(Provided records)
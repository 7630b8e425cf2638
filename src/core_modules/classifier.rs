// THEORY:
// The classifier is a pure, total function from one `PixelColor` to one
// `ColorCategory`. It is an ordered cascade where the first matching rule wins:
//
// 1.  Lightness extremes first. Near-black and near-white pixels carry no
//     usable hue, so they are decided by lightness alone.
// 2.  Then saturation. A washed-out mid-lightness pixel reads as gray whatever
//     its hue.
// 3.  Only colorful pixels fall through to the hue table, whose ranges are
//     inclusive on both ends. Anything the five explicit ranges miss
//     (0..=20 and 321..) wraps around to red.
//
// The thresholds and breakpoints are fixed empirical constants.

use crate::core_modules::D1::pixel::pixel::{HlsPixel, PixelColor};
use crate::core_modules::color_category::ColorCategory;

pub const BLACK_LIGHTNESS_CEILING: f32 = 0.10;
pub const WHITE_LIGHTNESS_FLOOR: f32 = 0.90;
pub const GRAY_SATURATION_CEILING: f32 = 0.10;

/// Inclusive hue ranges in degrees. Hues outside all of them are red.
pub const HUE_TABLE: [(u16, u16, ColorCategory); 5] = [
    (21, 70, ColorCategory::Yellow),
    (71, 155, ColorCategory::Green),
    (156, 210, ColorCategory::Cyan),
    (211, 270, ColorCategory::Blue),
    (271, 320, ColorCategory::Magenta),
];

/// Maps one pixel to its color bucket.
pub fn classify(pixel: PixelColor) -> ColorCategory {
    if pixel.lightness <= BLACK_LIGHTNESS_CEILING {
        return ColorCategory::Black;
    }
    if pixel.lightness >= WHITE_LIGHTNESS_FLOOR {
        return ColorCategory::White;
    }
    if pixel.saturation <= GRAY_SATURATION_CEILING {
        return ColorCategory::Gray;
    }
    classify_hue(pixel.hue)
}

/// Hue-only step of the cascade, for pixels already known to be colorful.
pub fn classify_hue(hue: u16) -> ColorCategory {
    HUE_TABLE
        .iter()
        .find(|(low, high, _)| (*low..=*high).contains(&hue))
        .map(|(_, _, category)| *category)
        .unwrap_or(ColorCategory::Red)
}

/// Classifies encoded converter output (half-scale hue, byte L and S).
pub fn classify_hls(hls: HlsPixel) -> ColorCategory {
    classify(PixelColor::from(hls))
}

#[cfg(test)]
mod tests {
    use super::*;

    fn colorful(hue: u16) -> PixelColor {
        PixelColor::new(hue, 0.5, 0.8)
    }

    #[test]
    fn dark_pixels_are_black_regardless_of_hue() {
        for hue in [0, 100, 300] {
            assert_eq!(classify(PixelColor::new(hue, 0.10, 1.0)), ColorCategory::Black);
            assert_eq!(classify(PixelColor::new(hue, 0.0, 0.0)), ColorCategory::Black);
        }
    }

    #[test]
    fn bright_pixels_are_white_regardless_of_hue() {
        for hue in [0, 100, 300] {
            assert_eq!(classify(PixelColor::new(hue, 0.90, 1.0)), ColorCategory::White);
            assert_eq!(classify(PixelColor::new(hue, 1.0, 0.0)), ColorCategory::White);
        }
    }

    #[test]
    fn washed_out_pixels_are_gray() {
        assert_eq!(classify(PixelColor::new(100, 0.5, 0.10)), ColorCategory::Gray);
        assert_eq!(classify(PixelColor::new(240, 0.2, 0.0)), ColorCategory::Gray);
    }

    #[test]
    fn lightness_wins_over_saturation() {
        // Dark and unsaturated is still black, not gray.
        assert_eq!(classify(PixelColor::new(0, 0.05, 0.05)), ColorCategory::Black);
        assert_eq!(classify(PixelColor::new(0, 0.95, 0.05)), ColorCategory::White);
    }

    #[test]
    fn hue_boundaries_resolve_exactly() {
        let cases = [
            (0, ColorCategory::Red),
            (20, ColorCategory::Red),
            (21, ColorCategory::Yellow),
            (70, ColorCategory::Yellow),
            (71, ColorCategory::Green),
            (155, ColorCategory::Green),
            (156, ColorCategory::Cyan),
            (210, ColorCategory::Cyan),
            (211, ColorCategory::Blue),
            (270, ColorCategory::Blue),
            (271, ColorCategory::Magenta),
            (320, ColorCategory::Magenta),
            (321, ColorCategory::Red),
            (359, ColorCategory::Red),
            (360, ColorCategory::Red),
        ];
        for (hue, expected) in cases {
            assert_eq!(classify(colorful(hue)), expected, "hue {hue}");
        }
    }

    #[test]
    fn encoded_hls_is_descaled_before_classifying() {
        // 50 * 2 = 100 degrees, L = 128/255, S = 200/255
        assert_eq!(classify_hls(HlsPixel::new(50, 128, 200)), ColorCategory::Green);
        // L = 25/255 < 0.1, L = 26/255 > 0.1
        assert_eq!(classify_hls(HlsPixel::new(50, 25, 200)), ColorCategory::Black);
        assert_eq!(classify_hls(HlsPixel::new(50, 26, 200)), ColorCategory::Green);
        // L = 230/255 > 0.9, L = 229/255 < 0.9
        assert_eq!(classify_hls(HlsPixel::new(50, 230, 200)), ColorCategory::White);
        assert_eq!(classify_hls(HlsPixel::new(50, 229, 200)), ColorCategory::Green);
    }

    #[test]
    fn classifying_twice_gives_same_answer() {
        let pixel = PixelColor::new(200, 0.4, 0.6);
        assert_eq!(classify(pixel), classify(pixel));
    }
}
...
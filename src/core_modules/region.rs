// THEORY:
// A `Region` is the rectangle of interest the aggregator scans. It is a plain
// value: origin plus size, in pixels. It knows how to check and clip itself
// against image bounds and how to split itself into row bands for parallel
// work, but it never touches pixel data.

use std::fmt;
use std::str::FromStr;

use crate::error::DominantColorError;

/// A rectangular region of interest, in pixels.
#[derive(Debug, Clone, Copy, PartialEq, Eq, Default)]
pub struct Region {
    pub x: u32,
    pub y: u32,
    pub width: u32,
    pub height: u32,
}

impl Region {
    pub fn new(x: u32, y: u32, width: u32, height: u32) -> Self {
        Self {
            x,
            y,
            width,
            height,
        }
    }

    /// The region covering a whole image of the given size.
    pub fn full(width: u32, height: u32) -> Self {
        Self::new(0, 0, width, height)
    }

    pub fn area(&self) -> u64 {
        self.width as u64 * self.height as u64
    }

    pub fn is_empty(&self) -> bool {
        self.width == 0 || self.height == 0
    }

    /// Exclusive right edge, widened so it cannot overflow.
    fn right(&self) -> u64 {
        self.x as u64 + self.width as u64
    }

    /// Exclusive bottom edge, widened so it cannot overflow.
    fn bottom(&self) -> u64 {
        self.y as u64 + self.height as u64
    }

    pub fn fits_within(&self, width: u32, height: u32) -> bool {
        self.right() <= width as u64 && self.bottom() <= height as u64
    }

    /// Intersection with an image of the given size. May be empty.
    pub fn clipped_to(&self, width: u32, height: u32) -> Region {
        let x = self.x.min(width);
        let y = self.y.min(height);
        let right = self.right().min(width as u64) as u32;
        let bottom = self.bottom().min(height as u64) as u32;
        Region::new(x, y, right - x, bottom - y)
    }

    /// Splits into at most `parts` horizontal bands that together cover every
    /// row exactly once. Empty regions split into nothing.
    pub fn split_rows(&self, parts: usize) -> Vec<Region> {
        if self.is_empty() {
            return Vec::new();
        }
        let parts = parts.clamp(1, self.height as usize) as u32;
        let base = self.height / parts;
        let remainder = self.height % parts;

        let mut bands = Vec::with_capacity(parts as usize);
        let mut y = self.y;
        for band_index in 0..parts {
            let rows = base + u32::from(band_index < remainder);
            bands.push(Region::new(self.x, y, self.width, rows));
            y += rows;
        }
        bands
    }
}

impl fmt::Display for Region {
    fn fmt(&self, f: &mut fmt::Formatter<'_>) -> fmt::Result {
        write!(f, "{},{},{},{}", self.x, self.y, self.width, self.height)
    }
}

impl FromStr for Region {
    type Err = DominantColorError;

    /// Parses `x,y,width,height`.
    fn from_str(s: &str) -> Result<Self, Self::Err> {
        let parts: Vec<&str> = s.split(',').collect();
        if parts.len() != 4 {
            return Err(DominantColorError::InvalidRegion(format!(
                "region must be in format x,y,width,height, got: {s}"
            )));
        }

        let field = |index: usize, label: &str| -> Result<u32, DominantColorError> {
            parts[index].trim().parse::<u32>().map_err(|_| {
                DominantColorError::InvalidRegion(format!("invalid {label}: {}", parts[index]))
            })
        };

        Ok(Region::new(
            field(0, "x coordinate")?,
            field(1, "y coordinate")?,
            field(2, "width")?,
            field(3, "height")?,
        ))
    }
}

(How to complete this task) Look back at the entries above and repeat, unchanged, every line from the line holding "let y = self.y.min(height);" through the line holding "let remainder = self.height % parts;".

(Response area)
        let y = self.y.min(height);
        let right = self.right().min(width as u64) as u32;
        let bottom = self.bottom().min(height as u64) as u32;
        Region::new(x, y, right - x, bottom - y)
    }

    /// Splits into at most `parts` horizontal bands that together cover every
    /// row exactly once. Empty regions split into nothing.
    pub fn split_rows(&self, parts: usize) -> Vec<Region> {
        if self.is_empty() {
            return Vec::new();
        }
        let parts = parts.clamp(1, self.height as usize) as u32;
        let base = self.height / parts;
        let remainder = self.height % parts;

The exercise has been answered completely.